(Supplied records Opens)

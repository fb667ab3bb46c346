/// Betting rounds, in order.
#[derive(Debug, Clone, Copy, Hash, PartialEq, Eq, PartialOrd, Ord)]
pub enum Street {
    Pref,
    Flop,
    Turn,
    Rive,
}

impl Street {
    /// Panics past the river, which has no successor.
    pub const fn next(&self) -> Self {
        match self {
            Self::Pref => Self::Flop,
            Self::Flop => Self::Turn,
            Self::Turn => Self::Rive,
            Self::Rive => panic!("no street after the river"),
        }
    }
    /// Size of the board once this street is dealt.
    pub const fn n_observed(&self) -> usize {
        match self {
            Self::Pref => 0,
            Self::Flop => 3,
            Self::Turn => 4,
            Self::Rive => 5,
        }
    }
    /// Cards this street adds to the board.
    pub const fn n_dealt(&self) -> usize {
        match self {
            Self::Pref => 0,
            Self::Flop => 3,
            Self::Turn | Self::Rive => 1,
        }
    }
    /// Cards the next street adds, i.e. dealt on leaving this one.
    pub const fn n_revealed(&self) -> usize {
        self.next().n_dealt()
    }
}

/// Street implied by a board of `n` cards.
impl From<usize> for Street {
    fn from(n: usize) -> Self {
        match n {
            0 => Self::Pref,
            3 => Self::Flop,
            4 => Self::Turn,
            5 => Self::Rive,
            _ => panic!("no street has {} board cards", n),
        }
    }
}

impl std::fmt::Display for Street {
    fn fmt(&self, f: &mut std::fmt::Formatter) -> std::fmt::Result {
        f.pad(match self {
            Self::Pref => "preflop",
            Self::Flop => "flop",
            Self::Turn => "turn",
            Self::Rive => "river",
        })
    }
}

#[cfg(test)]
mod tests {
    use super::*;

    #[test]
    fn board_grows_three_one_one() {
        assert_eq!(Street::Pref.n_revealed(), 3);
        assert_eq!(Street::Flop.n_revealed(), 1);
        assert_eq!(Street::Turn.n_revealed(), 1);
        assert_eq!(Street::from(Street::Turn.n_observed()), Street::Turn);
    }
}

(Supplied records Closes)
(Supplied records Opens)

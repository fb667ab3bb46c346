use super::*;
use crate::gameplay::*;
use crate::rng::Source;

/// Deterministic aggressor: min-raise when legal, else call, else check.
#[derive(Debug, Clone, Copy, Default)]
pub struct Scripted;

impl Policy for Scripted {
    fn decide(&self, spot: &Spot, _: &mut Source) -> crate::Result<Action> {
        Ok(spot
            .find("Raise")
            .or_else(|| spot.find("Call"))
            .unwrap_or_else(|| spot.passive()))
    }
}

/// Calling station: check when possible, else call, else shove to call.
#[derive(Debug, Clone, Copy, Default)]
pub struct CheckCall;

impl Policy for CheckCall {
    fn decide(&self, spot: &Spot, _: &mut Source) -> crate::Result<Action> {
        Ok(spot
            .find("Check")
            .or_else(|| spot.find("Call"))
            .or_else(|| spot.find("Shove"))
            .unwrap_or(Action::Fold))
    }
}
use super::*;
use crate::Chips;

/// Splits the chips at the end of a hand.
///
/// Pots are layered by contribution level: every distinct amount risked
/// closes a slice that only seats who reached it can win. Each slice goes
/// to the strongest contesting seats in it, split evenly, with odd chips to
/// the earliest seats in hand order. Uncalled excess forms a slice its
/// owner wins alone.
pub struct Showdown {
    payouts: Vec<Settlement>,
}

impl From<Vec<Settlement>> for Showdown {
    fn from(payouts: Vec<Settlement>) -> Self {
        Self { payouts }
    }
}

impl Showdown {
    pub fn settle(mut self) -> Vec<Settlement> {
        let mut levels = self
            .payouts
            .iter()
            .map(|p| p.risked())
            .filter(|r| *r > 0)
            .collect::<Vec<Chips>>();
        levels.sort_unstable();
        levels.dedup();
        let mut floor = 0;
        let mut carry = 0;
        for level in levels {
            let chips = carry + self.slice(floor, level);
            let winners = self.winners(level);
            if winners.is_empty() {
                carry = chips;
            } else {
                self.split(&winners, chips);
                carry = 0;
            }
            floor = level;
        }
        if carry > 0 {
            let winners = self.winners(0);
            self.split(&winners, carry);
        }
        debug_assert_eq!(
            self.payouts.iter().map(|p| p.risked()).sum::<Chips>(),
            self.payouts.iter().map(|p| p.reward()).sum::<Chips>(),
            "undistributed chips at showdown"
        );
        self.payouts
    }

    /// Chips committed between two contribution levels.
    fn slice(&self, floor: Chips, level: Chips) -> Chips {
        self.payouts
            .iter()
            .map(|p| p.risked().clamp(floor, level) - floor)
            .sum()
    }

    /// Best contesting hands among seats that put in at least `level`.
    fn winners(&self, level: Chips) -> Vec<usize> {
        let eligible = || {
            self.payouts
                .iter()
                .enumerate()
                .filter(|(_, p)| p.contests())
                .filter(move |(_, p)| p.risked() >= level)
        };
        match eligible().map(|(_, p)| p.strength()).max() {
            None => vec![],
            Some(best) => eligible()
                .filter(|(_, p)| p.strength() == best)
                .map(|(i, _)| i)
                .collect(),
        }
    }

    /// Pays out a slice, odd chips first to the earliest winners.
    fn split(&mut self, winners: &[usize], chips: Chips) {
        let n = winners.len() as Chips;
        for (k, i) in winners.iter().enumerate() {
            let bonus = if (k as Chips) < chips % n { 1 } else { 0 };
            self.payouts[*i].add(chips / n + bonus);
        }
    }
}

(Supplied records Closes)

* _Instructions for the task_: Check each line of the listing above. Copy it if it holds the string "crate".

* _Reply to the task_:
use crate::gameplay::*;
use crate::rng::Source;
    fn decide(&self, spot: &Spot, _: &mut Source) -> crate::Result<Action> {
    fn decide(&self, spot: &Spot, _: &mut Source) -> crate::Result<Action> {
use crate::Chips;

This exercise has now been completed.